- Work order -
Once you have read the entries below, repeat all of them exactly.

[Collected data entries]

========

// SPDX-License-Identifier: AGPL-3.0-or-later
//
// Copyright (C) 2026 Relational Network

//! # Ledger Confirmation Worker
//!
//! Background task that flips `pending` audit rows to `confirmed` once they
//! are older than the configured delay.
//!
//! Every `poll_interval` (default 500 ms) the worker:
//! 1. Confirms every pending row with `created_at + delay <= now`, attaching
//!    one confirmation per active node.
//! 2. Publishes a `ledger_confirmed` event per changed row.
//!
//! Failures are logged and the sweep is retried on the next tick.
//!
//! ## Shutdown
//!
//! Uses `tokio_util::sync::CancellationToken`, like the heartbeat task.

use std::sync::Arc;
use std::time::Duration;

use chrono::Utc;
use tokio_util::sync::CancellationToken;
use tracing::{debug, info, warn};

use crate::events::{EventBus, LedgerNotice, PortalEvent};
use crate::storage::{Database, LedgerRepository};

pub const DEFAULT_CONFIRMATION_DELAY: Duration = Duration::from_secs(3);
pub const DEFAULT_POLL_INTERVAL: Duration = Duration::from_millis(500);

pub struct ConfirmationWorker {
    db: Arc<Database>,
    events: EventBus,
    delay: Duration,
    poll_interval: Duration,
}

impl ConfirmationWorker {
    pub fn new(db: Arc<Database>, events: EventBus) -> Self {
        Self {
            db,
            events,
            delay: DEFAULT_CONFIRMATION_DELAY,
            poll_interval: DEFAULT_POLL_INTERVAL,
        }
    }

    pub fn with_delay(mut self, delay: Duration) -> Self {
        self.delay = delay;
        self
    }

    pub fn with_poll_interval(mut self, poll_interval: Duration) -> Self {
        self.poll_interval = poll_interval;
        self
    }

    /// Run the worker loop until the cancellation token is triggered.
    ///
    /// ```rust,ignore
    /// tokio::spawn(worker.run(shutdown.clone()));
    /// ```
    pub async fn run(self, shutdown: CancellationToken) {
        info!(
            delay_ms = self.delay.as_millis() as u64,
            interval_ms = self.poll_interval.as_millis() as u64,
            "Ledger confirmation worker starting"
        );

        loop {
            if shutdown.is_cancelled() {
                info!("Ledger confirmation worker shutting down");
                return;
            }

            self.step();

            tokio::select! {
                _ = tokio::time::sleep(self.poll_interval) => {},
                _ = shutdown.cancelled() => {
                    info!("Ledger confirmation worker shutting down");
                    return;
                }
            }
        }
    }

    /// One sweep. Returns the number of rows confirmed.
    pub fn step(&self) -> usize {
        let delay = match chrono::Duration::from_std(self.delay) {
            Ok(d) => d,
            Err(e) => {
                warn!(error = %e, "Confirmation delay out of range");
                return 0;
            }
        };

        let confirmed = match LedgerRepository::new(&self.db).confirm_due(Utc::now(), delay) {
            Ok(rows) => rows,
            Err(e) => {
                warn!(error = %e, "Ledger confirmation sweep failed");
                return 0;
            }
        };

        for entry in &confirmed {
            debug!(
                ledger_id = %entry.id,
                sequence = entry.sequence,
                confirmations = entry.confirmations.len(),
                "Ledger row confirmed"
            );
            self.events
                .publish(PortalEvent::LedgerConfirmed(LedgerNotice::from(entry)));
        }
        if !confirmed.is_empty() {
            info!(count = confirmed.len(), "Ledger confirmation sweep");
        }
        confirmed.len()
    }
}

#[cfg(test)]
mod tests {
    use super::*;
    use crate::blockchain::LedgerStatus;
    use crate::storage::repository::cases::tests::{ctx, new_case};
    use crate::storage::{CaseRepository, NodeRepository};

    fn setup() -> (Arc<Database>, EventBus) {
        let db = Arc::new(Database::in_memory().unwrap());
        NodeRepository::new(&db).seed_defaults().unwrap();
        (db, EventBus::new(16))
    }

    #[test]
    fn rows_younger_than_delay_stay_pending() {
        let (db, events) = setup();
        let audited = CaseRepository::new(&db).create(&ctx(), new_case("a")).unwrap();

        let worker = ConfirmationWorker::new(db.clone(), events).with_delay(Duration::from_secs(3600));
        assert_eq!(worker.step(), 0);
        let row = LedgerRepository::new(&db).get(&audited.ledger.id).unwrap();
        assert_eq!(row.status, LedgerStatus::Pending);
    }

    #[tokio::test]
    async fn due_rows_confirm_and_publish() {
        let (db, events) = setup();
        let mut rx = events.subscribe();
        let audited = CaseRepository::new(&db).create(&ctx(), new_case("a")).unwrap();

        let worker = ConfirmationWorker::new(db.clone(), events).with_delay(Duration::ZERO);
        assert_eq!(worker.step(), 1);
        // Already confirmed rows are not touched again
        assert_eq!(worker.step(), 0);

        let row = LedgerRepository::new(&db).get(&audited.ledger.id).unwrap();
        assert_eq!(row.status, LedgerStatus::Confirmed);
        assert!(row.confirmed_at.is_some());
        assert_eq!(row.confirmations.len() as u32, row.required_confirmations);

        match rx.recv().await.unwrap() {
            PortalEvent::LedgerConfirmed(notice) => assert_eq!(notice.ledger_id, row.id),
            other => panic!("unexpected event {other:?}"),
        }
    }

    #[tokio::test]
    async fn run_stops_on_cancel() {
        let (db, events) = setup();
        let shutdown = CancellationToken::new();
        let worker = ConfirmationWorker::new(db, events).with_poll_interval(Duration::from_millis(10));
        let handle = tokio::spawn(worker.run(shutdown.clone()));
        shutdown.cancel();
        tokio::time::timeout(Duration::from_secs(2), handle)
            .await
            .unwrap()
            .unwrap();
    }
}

========

- Solution to this problem -
// SPDX-License-Identifier: AGPL-3.0-or-later
//
// Copyright (C) 2026 Relational Network

//! # Ledger Confirmation Worker
//!
//! Background task that flips `pending` audit rows to `confirmed` once they
//! are older than the configured delay.
//!
//! Every `poll_interval` (default 500 ms) the worker:
//! 1. Confirms every pending row with `created_at + delay <= now`, attaching
//!    one confirmation per active node.
//! 2. Publishes a `ledger_confirmed` event per changed row.
//!
//! Failures are logged and the sweep is retried on the next tick.
//!
//! ## Shutdown
//!
//! Uses `tokio_util::sync::CancellationToken`, like the heartbeat task.

use std::sync::Arc;
use std::time::Duration;

use chrono::Utc;
use tokio_util::sync::CancellationToken;
use tracing::{debug, info, warn};

use crate::events::{EventBus, LedgerNotice, PortalEvent};
use crate::storage::{Database, LedgerRepository};

pub const DEFAULT_CONFIRMATION_DELAY: Duration = Duration::from_secs(3);
pub const DEFAULT_POLL_INTERVAL: Duration = Duration::from_millis(500);

pub struct ConfirmationWorker {
    db: Arc<Database>,
    events: EventBus,
    delay: Duration,
    poll_interval: Duration,
}

impl ConfirmationWorker {
    pub fn new(db: Arc<Database>, events: EventBus) -> Self {
        Self {
            db,
            events,
            delay: DEFAULT_CONFIRMATION_DELAY,
            poll_interval: DEFAULT_POLL_INTERVAL,
        }
    }

    pub fn with_delay(mut self, delay: Duration) -> Self {
        self.delay = delay;
        self
    }

    pub fn with_poll_interval(mut self, poll_interval: Duration) -> Self {
        self.poll_interval = poll_interval;
        self
    }

    /// Run the worker loop until the cancellation token is triggered.
    ///
    /// ```rust,ignore
    /// tokio::spawn(worker.run(shutdown.clone()));
    /// ```
    pub async fn run(self, shutdown: CancellationToken) {
        info!(
            delay_ms = self.delay.as_millis() as u64,
            interval_ms = self.poll_interval.as_millis() as u64,
            "Ledger confirmation worker starting"
        );

        loop {
            if shutdown.is_cancelled() {
                info!("Ledger confirmation worker shutting down");
                return;
            }

            self.step();

            tokio::select! {
                _ = tokio::time::sleep(self.poll_interval) => {},
                _ = shutdown.cancelled() => {
                    info!("Ledger confirmation worker shutting down");
                    return;
                }
            }
        }
    }

    /// One sweep. Returns the number of rows confirmed.
    pub fn step(&self) -> usize {
        let delay = match chrono::Duration::from_std(self.delay) {
            Ok(d) => d,
            Err(e) => {
                warn!(error = %e, "Confirmation delay out of range");
                return 0;
            }
        };

        let confirmed = match LedgerRepository::new(&self.db).confirm_due(Utc::now(), delay) {
            Ok(rows) => rows,
            Err(e) => {
                warn!(error = %e, "Ledger confirmation sweep failed");
                return 0;
            }
        };

        for entry in &confirmed {
            debug!(
                ledger_id = %entry.id,
                sequence = entry.sequence,
                confirmations = entry.confirmations.len(),
                "Ledger row confirmed"
            );
            self.events
                .publish(PortalEvent::LedgerConfirmed(LedgerNotice::from(entry)));
        }
        if !confirmed.is_empty() {
            info!(count = confirmed.len(), "Ledger confirmation sweep");
        }
        confirmed.len()
    }
}

#[cfg(test)]
mod tests {
    use super::*;
    use crate::blockchain::LedgerStatus;
    use crate::storage::repository::cases::tests::{ctx, new_case};
    use crate::storage::{CaseRepository, NodeRepository};

    fn setup() -> (Arc<Database>, EventBus) {
        let db = Arc::new(Database::in_memory().unwrap());
        NodeRepository::new(&db).seed_defaults().unwrap();
        (db, EventBus::new(16))
    }

    #[test]
    fn rows_younger_than_delay_stay_pending() {
        let (db, events) = setup();
        let audited = CaseRepository::new(&db).create(&ctx(), new_case("a")).unwrap();

        let worker = ConfirmationWorker::new(db.clone(), events).with_delay(Duration::from_secs(3600));
        assert_eq!(worker.step(), 0);
        let row = LedgerRepository::new(&db).get(&audited.ledger.id).unwrap();
        assert_eq!(row.status, LedgerStatus::Pending);
    }

    #[tokio::test]
    async fn due_rows_confirm_and_publish() {
        let (db, events) = setup();
        let mut rx = events.subscribe();
        let audited = CaseRepository::new(&db).create(&ctx(), new_case("a")).unwrap();

        let worker = ConfirmationWorker::new(db.clone(), events).with_delay(Duration::ZERO);
        assert_eq!(worker.step(), 1);
        // Already confirmed rows are not touched again
        assert_eq!(worker.step(), 0);

        let row = LedgerRepository::new(&db).get(&audited.ledger.id).unwrap();
        assert_eq!(row.status, LedgerStatus::Confirmed);
        assert!(row.confirmed_at.is_some());
        assert_eq!(row.confirmations.len() as u32, row.required_confirmations);

        match rx.recv().await.unwrap() {
            PortalEvent::LedgerConfirmed(notice) => assert_eq!(notice.ledger_id, row.id),
            other => panic!("unexpected event {other:?}"),
        }
    }

    #[tokio::test]
    async fn run_stops_on_cancel() {
        let (db, events) = setup();
        let shutdown = CancellationToken::new();
        let worker = ConfirmationWorker::new(db, events).with_poll_interval(Duration::from_millis(10));
        let handle = tokio::spawn(worker.run(shutdown.clone()));
        shutdown.cancel();
        tokio::time::timeout(Duration::from_secs(2), handle)
            .await
            .unwrap()
            .unwrap();
    }
}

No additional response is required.